In order to help organize the series I put 50 shows per disc in
chronological order. This ends up taking up about 500MB of space on a
650MB disc. This wiggle room left on the disc allows me room to make
multisession discs, which allows for corrections, additions, 'deletions',
and replacements of poorer-quality shows with better ones. Because it
takes about 13MB per subsequent session, the disc can be modified about
10x before it runs out of room. At that point I re-master to a new disc
and start the process again. [When the disc is remastered the sessions
are compressed and the 'overwritten' files are excluded, so you're back
to 500MB again.]
reruns and dupes
Many shows were re-rerun over the course of the series. My collection
does not attempt all broadcasts of a given show, only the best one.
Note also that some titles were used
more than once, which can complicate dating.
EGM v. HB rebroadcasts
I collect the modern Himan Brown rebroadcasts as well as the EG Marshall
originals. HB shows will use the original EG show dates.
Purists prefer the EG, but the HB shows are almost always much better
quality. I am currently moving the HB shows off to their own discs.
understanding Show length
~42 minutes: commercials and news edited out, about 8MB @ 32k
~60 minutes: news and commercials intact, about 11.5MB @ 32k.
Show quality
Ironically, the RMT shows available to the collector are not as good as
much older shows from the 30s, 40s, and 50s. This is because the RMT has
never been released on any kind of LP, CD, or cassette format. The great
majority of shows we have were taped by a fan off the radio, usually on
reel or cassette. Those tapes by now are 20-25 years old and are steadily
deteriorating. If I had to guess, I'd say that 55% are acceptable,
30% good or very good and 15% poor or very bad. On the very bad
ones, the problem is generally muffling (lack of higher frequencies)
which makes it hard to hear clearly. A handful are in such bad shape
they are unlistenable; no other versions of those shows exists so far.
In some rare cases I will included more than one copy of the same show
if the two encodes offer something and neither is obviously better (one
is muffled but complete; another is incomplete but clear).
I have word that some shows were taped from a line feed, although
they may or may not be circulating.
The upside is that new encodes are showing up steadily (from my own
projects and from many other generous folks), with about 2-3 new encodes
appearing every month. As they roll in I replace the poorer-quality
shows on my discs.
The trick is to get one's paws on as many encodes as possible, dedupe and keep
only the best encodes.
Preprocessing
I run my secondhand files (encoded by others) through a registered version
of MP3trim, which cleans up illegal frames, removes extraneous blank
frames, and normalizes to 0db without decoding and re-encoding. Sometimes
a show benefits from processing in a .wav editor; in cases where I have
done that the filename carries the "r" flag.

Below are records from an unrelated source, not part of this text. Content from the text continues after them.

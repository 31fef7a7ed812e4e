//! # Chatdesk Login
//!
//! File: cli/src/commands/login.rs
//!
//! ## Overview
//!
//! Implements `chatdesk login`: validate credentials locally, exchange them for
//! a bearer token at `POST /api/auth/login` (form-encoded), persist the token
//! and move the navigator to the chat route.
//!
//! ## Architecture
//!
//! - `LoginFlow` owns the form state (`LoginState`) and the last failure
//!   message. A failed submit records the message and returns to `Idle`, so the
//!   same flow can be resubmitted.
//! - `validate_credentials` enforces the form rules before any network call.
//! - `failure_message` maps an `ApiError` to the text shown to the user.
//! - `handle_login` is the clap entry point; missing values are prompted for.
//!
//! ## Usage
//!
//! ```bash
//! chatdesk login --username alice --password secret1
//! CHATDESK_PASSWORD=secret1 chatdesk login -u alice
//! chatdesk login            # prompts for both
//! ```
//!
use crate::common::api::{endpoints, ApiError};
use crate::common::models::TokenResponse;
use crate::common::nav::Route;
use crate::common::ui::prompts;
use crate::core::context::AppContext;
use crate::core::error::{ChatdeskError, Result};
use clap::Parser;
use std::fmt;
use tracing::{debug, info, warn};

pub const MIN_USERNAME_LEN: usize = 3;
pub const MIN_PASSWORD_LEN: usize = 6;

/// Arguments for `chatdesk login`.
#[derive(Parser)]
#[command(about = "Log in and store the session token")]
pub struct LoginArgs {
    /// Account name. Prompted for when omitted.
    #[arg(short, long)]
    username: Option<String>,

    /// Account password. Prompted for when omitted.
    #[arg(short, long, env = "CHATDESK_PASSWORD", hide_env_values = true)]
    password: Option<String>,
}

impl fmt::Debug for LoginArgs {
    fn fmt(&self, f: &mut fmt::Formatter<'_>) -> fmt::Result {
        f.debug_struct("LoginArgs")
            .field("username", &self.username)
            .field("password", &self.password.as_ref().map(|_| "<redacted>"))
            .finish()
    }
}

#[derive(Debug, Clone, Copy, PartialEq, Eq)]
pub enum LoginState {
    Idle,
    Submitting,
    Success,
}

/// Login form state.
#[derive(Debug)]
pub struct LoginFlow {
    state: LoginState,
    error: Option<String>,
}

impl Default for LoginFlow {
    fn default() -> Self {
        Self::new()
    }
}

impl LoginFlow {
    pub fn new() -> Self {
        Self {
            state: LoginState::Idle,
            error: None,
        }
    }

    pub fn state(&self) -> LoginState {
        self.state
    }

    /// Message from the most recent failed submit, cleared on the next one.
    pub fn error(&self) -> Option<&str> {
        self.error.as_deref()
    }

    /// Submits credentials. On success the token is stored and the navigator
    /// is on the chat route; on failure the session is left untouched.
    pub async fn submit(
        &mut self,
        ctx: &AppContext,
        username: &str,
        password: &str,
    ) -> std::result::Result<(), ChatdeskError> {
        self.error = None;
        let outcome = self.try_submit(ctx, username.trim(), password).await;
        match &outcome {
            Ok(()) => self.state = LoginState::Success,
            Err(e) => {
                self.error = Some(e.to_string());
                self.state = LoginState::Idle;
            }
        }
        outcome
    }

    async fn try_submit(
        &mut self,
        ctx: &AppContext,
        username: &str,
        password: &str,
    ) -> std::result::Result<(), ChatdeskError> {
        validate_credentials(username, password)?;

        self.state = LoginState::Submitting;
        debug!("Submitting login for '{}'", username);
        let response: TokenResponse = ctx
            .api
            .post_form_anonymous(
                endpoints::LOGIN,
                &[("username", username), ("password", password)],
            )
            .await
            .map_err(|e| {
                warn!("Login for '{}' failed: {}", username, e);
                let message = failure_message(&e);
                ChatdeskError::api(message, e)
            })?;

        let token = response
            .access_token
            .filter(|t| !t.is_empty())
            .ok_or_else(|| {
                ChatdeskError::Session("Login response did not contain an access token".into())
            })?;

        ctx.session
            .set_token(&token, username)
            .map_err(|e| ChatdeskError::Session(format!("{e:#}")))?;
        ctx.navigator.navigate(Route::Chat);
        info!("Logged in as '{}'", username);
        Ok(())
    }
}

/// Form rules checked before anything is sent.
pub fn validate_credentials(username: &str, password: &str) -> std::result::Result<(), ChatdeskError> {
    if username.is_empty() {
        return Err(ChatdeskError::Validation("Please input your username".into()));
    }
    if username.chars().count() < MIN_USERNAME_LEN {
        return Err(ChatdeskError::Validation(format!(
            "Username must be at least {MIN_USERNAME_LEN} characters"
        )));
    }
    if password.is_empty() {
        return Err(ChatdeskError::Validation("Please input your password".into()));
    }
    if password.chars().count() < MIN_PASSWORD_LEN {
        return Err(ChatdeskError::Validation(format!(
            "Password must be at least {MIN_PASSWORD_LEN} characters"
        )));
    }
    Ok(())
}

/// Text shown for a failed login request.
pub fn failure_message(err: &ApiError) -> &'static str {
    match err.status() {
        Some(401) => "Invalid username or password",
        Some(422) => "Please enter valid username and password",
        Some(code) if (500..600).contains(&code) => "Server error, please try again later",
        Some(_) => "Login failed, please check your network connection",
        None if err.is_network() => "Network error, please check your connection",
        None => "Login failed, please check your network connection",
    }
}

/// # Handle Login Command (`handle_login`)
///
/// Prompts for whatever was not given on the command line, then runs the
/// login flow once.
pub async fn handle_login(args: LoginArgs, ctx: &AppContext) -> Result<()> {
    let username = match args.username {
        Some(u) => u,
        None => prompts::read_line("Username: ")?.unwrap_or_default(),
    };
    let password = match args.password {
        Some(p) => p,
        None => prompts::read_password("Password: ")?.unwrap_or_default(),
    };

    let mut flow = LoginFlow::new();
    flow.submit(ctx, &username, &password).await?;
    println!("Login successful! Logged in as {}.", username.trim());
    Ok(())
}
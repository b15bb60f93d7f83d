//! Query-result cache for the index-backed engine.

use std::collections::HashMap;
use std::sync::Arc;

use parking_lot::Mutex;
use url::Url;

/// Candidate listings cached per cache key, keyed again by folder root.
///
/// Only the index-backed engine stores entries here; repeated requests that
/// share a cache key (the typing-ahead pattern) reuse the provider's listing
/// instead of enumerating again. Invalidation arrives through
/// [`crate::dispatch::SearchDispatcher::clear_cache`] after a workspace
/// mutation.
#[derive(Default)]
pub struct QueryResultCache {
    entries: Mutex<HashMap<String, HashMap<String, Arc<Vec<Url>>>>>,
}

impl QueryResultCache {
    pub fn new() -> Self {
        Self::default()
    }

    pub fn get(&self, cache_key: &str, folder: &str) -> Option<Arc<Vec<Url>>> {
        self.entries.lock().get(cache_key)?.get(folder).cloned()
    }

    pub fn insert(&self, cache_key: &str, folder: &str, listing: Arc<Vec<Url>>) {
        self.entries
            .lock()
            .entry(cache_key.to_string())
            .or_default()
            .insert(folder.to_string(), listing);
    }

    /// Drop everything stored under `cache_key`. Unknown keys are a no-op.
    pub fn clear(&self, cache_key: &str) {
        self.entries.lock().remove(cache_key);
    }

    pub fn len(&self) -> usize {
        self.entries.lock().len()
    }

    pub fn is_empty(&self) -> bool {
        self.entries.lock().is_empty()
    }
}

#[cfg(test)]
mod tests {
    use super::*;

    fn listing(paths: &[&str]) -> Arc<Vec<Url>> {
        Arc::new(
            paths
                .iter()
                .map(|path| Url::from_file_path(path).expect("url"))
                .collect(),
        )
    }

    #[test]
    fn insert_then_get_round_trips_per_folder() {
        let cache = QueryResultCache::new();
        cache.insert("key-a", "file:///w/a", listing(&["/w/a/main.rs"]));
        cache.insert("key-a", "file:///w/b", listing(&["/w/b/lib.rs"]));

        assert_eq!(cache.get("key-a", "file:///w/a").expect("hit").len(), 1);
        assert_eq!(cache.get("key-a", "file:///w/b").expect("hit").len(), 1);
        assert!(cache.get("key-b", "file:///w/a").is_none());
    }

    #[test]
    fn clear_removes_every_folder_under_the_key() {
        let cache = QueryResultCache::new();
        cache.insert("key-a", "file:///w/a", listing(&["/w/a/main.rs"]));
        cache.insert("key-a", "file:///w/b", listing(&["/w/b/lib.rs"]));

        cache.clear("key-a");
        assert!(cache.get("key-a", "file:///w/a").is_none());
        assert!(cache.is_empty());
    }

    #[test]
    fn clearing_unknown_key_is_a_noop() {
        let cache = QueryResultCache::new();
        cache.clear("key-a");
        assert!(cache.is_empty());
    }
}
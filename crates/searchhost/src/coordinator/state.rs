//! Request lifecycle state machine.

use parking_lot::Mutex;

/// Lifecycle of one search request.
#[derive(Debug, Clone, Copy, PartialEq, Eq)]
pub enum RequestState {
    Dispatched,
    Streaming,
    Succeeded,
    Failed,
    Cancelled,
}

impl RequestState {
    pub fn is_terminal(self) -> bool {
        matches!(
            self,
            RequestState::Succeeded | RequestState::Failed | RequestState::Cancelled
        )
    }
}

impl Default for RequestState {
    fn default() -> Self {
        RequestState::Dispatched
    }
}

/// Guards exactly-once settlement of a request whose terminal outcome can
/// arrive through several code paths (success event, failure event,
/// cancellation).
#[derive(Debug, Default)]
pub struct RequestTracker {
    state: Mutex<RequestState>,
}

impl RequestTracker {
    pub fn new() -> Self {
        Self::default()
    }

    /// Record that the provider has started producing results. A no-op once
    /// the request has moved past dispatch.
    pub fn begin_streaming(&self) {
        let mut state = self.state.lock();
        if *state == RequestState::Dispatched {
            *state = RequestState::Streaming;
        }
    }

    /// Attempt the transition into a terminal state. Returns `false` when
    /// the request already settled; the caller must then drop its outcome.
    pub fn try_settle(&self, terminal: RequestState) -> bool {
        debug_assert!(terminal.is_terminal());
        let mut state = self.state.lock();
        if state.is_terminal() {
            return false;
        }
        *state = terminal;
        true
    }

    pub fn state(&self) -> RequestState {
        *self.state.lock()
    }
}
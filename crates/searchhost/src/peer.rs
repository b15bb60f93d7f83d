//! Delegate through which results stream back to the caller side.

use url::Url;

use crate::types::{ProviderHandle, SessionId, TextSearchMatch};

/// Peer-side relay for streamed results and registry notifications.
///
/// Implementations enqueue onto the transport and return immediately. The
/// coordinators never await delivery, so a slow peer cannot stall provider
/// consumption. Failures past this seam are the transport's problem, never
/// folded back into request outcomes.
pub trait SearchPeer: Send + Sync {
    /// One batch of file matches for the given (handle, session) request.
    fn handle_file_match(&self, handle: ProviderHandle, session: SessionId, resources: Vec<Url>);

    /// One text match with preview context.
    fn handle_text_match(&self, handle: ProviderHandle, session: SessionId, result: TextSearchMatch);

    /// The handle has been retired and will never resolve again.
    fn unregister_provider(&self, handle: ProviderHandle);
}
//! Transport-safe query representation and revival.
//!
//! Queries cross the serialization boundary with every resource identifier
//! reduced to portable [`UriComponents`]. The reviver reconstructs each
//! folder root and extra file resource into a resolvable [`url::Url`]
//! without touching the filesystem.

mod raw;
mod revive;

pub use raw::{RawFolderQuery, RawSearchQuery, TextPattern, UriComponents};
pub use revive::{revive_query, FolderQuery, SearchQuery};
use serde::{Deserialize, Serialize};

/// Portable pieces of a resource identifier as they travel across the
/// serialization boundary.
#[derive(Debug, Clone, PartialEq, Eq, Serialize, Deserialize)]
pub struct UriComponents {
    pub scheme: String,
    #[serde(default)]
    pub authority: String,
    pub path: String,
    #[serde(default)]
    pub query: String,
    #[serde(default)]
    pub fragment: String,
}

impl UriComponents {
    /// Components for a plain filesystem path.
    pub fn file(path: impl Into<String>) -> Self {
        Self {
            scheme: "file".to_string(),
            authority: String::new(),
            path: path.into(),
            query: String::new(),
            fragment: String::new(),
        }
    }
}

/// One folder root plus its folder-scoped option overrides, in transport
/// form.
#[derive(Debug, Clone, PartialEq, Eq, Serialize, Deserialize)]
pub struct RawFolderQuery {
    pub folder: UriComponents,
    #[serde(default)]
    pub include_pattern: Vec<String>,
    #[serde(default)]
    pub exclude_pattern: Vec<String>,
    #[serde(default)]
    pub file_encoding: Option<String>,
    #[serde(default)]
    pub disregard_ignore_files: Option<bool>,
}

impl RawFolderQuery {
    pub fn new(folder: UriComponents) -> Self {
        Self {
            folder,
            include_pattern: Vec::new(),
            exclude_pattern: Vec::new(),
            file_encoding: None,
            disregard_ignore_files: None,
        }
    }
}

/// A normalized search request in its transport-safe form.
#[derive(Debug, Clone, Default, PartialEq, Serialize, Deserialize)]
pub struct RawSearchQuery {
    #[serde(default)]
    pub file_pattern: Option<String>,
    #[serde(default)]
    pub include_pattern: Vec<String>,
    #[serde(default)]
    pub exclude_pattern: Vec<String>,
    #[serde(default)]
    pub folder_queries: Vec<RawFolderQuery>,
    #[serde(default)]
    pub extra_file_resources: Vec<UriComponents>,
    #[serde(default)]
    pub max_results: Option<usize>,
    #[serde(default)]
    pub cache_key: Option<String>,
    #[serde(default)]
    pub disregard_ignore_files: bool,
    #[serde(default)]
    pub follow_symlinks: bool,
    #[serde(default)]
    pub sort_by_score: bool,
    #[serde(default)]
    pub use_external_matcher: bool,
}

/// Content pattern for text search. Needs no revival; only resource
/// identifiers change shape across the boundary.
#[derive(Debug, Clone, Default, PartialEq, Eq, Serialize, Deserialize)]
pub struct TextPattern {
    pub pattern: String,
    #[serde(default)]
    pub is_regex: bool,
    #[serde(default)]
    pub is_case_sensitive: bool,
    #[serde(default)]
    pub is_word_match: bool,
}

impl TextPattern {
    pub fn literal(pattern: impl Into<String>) -> Self {
        Self {
            pattern: pattern.into(),
            ..Self::default()
        }
    }
}
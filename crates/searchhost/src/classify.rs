//! Structural classification of internal-engine events.
//!
//! The internal engine's stream carries loosely typed payloads: match
//! batches, informational messages, and exactly one terminal completion.
//! Classification looks only at the shape of each payload, never at arrival
//! order, because the engine may interleave messages with matches freely
//! before its terminal event.

use serde_json::Value;

/// One file match as the internal engine serializes it.
#[derive(Debug, Clone, PartialEq, Eq)]
pub struct RawFileMatch {
    pub path: String,
}

/// Classification of a single event from the engine's stream.
#[derive(Debug, Clone, PartialEq)]
pub enum EventClass {
    /// One or more file matches to forward as a batch.
    Matches(Vec<RawFileMatch>),
    /// Free-text diagnostic; logged, no effect on request state.
    Message(String),
    /// Terminal success.
    Success { limit_hit: bool },
    /// Terminal failure with the engine's error detail.
    Failure { message: String },
    /// Shape not understood; logged and skipped, never terminal.
    Unrecognized,
}

pub fn classify(event: &Value) -> EventClass {
    if let Some(items) = event.as_array() {
        let matches: Vec<_> = items.iter().filter_map(file_match).collect();
        if matches.is_empty() {
            return EventClass::Unrecognized;
        }
        return EventClass::Matches(matches);
    }

    let Some(object) = event.as_object() else {
        return EventClass::Unrecognized;
    };

    // Terminal events carry an explicit type tag; check those before the
    // looser shapes so a failure payload with a message field stays terminal.
    match object.get("type").and_then(Value::as_str) {
        Some("success") => {
            return EventClass::Success {
                limit_hit: object
                    .get("limit_hit")
                    .and_then(Value::as_bool)
                    .unwrap_or(false),
            };
        }
        Some("error") => {
            let message = object
                .get("message")
                .and_then(Value::as_str)
                .unwrap_or("internal search engine failed")
                .to_string();
            return EventClass::Failure { message };
        }
        _ => {}
    }

    if let Some(single) = file_match(event) {
        return EventClass::Matches(vec![single]);
    }

    if let Some(message) = object.get("message").and_then(Value::as_str) {
        return EventClass::Message(message.to_string());
    }

    EventClass::Unrecognized
}

fn file_match(value: &Value) -> Option<RawFileMatch> {
    let path = value.get("path")?.as_str()?;
    Some(RawFileMatch {
        path: path.to_string(),
    })
}

#[cfg(test)]
mod tests {
    use serde_json::json;

    use super::*;

    #[test]
    fn array_of_paths_is_a_match_batch() {
        let event = json!([{ "path": "/a/one.rs" }, { "path": "/a/two.rs" }]);
        let EventClass::Matches(matches) = classify(&event) else {
            panic!("expected match batch");
        };
        assert_eq!(matches.len(), 2);
        assert_eq!(matches[0].path, "/a/one.rs");
    }

    #[test]
    fn single_serialized_match_is_a_batch_of_one() {
        let event = json!({ "path": "/a/one.rs" });
        assert_eq!(
            classify(&event),
            EventClass::Matches(vec![RawFileMatch {
                path: "/a/one.rs".to_string()
            }])
        );
    }

    #[test]
    fn message_shape_is_informational() {
        let event = json!({ "message": "walker fell back to directory scan" });
        assert_eq!(
            classify(&event),
            EventClass::Message("walker fell back to directory scan".to_string())
        );
    }

    #[test]
    fn success_shape_carries_limit_flag() {
        let event = json!({ "type": "success", "limit_hit": true });
        assert_eq!(classify(&event), EventClass::Success { limit_hit: true });
    }

    #[test]
    fn error_shape_wins_over_its_message_field() {
        let event = json!({ "type": "error", "message": "walker died" });
        assert_eq!(
            classify(&event),
            EventClass::Failure {
                message: "walker died".to_string()
            }
        );
    }

    #[test]
    fn unknown_shapes_are_never_terminal() {
        assert_eq!(classify(&json!(42)), EventClass::Unrecognized);
        assert_eq!(classify(&json!({ "progress": 0.5 })), EventClass::Unrecognized);
        assert_eq!(classify(&json!([])), EventClass::Unrecognized);
    }
}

Shows that carry "vbr" were likely my original encodes.
dating
I base my dates and titles on the data that was once on Bob Cook's site.
The date given is the original air date of the show.
codes
Some of the shows have initials or codes after the date. Here is what they mean:
rj, rjd, etc: re-encode of a JazzDrummer rip.
raa, rad, etc: re-encode of an AudioAddict rip
WIP: original encodes based on the WIP ripping project
jt: original encodes based on the jt ripping project
kb, kb2: original encodes based on the kb ripping projects
hb: Himan Brown rebroadcast
eg: original E.G. Marshall broadcast (if no hb or eg is present, the show is EG-narrated except for later shows after Tammy Grimes took over)
inc: incomplete. Missing start or end.
poor, very bad: very bad audio. Currently all known sources of the show are in poor condition.
xtalk: crosstalk
-intro: missing (ie, minus) the intro. also -outro, etc.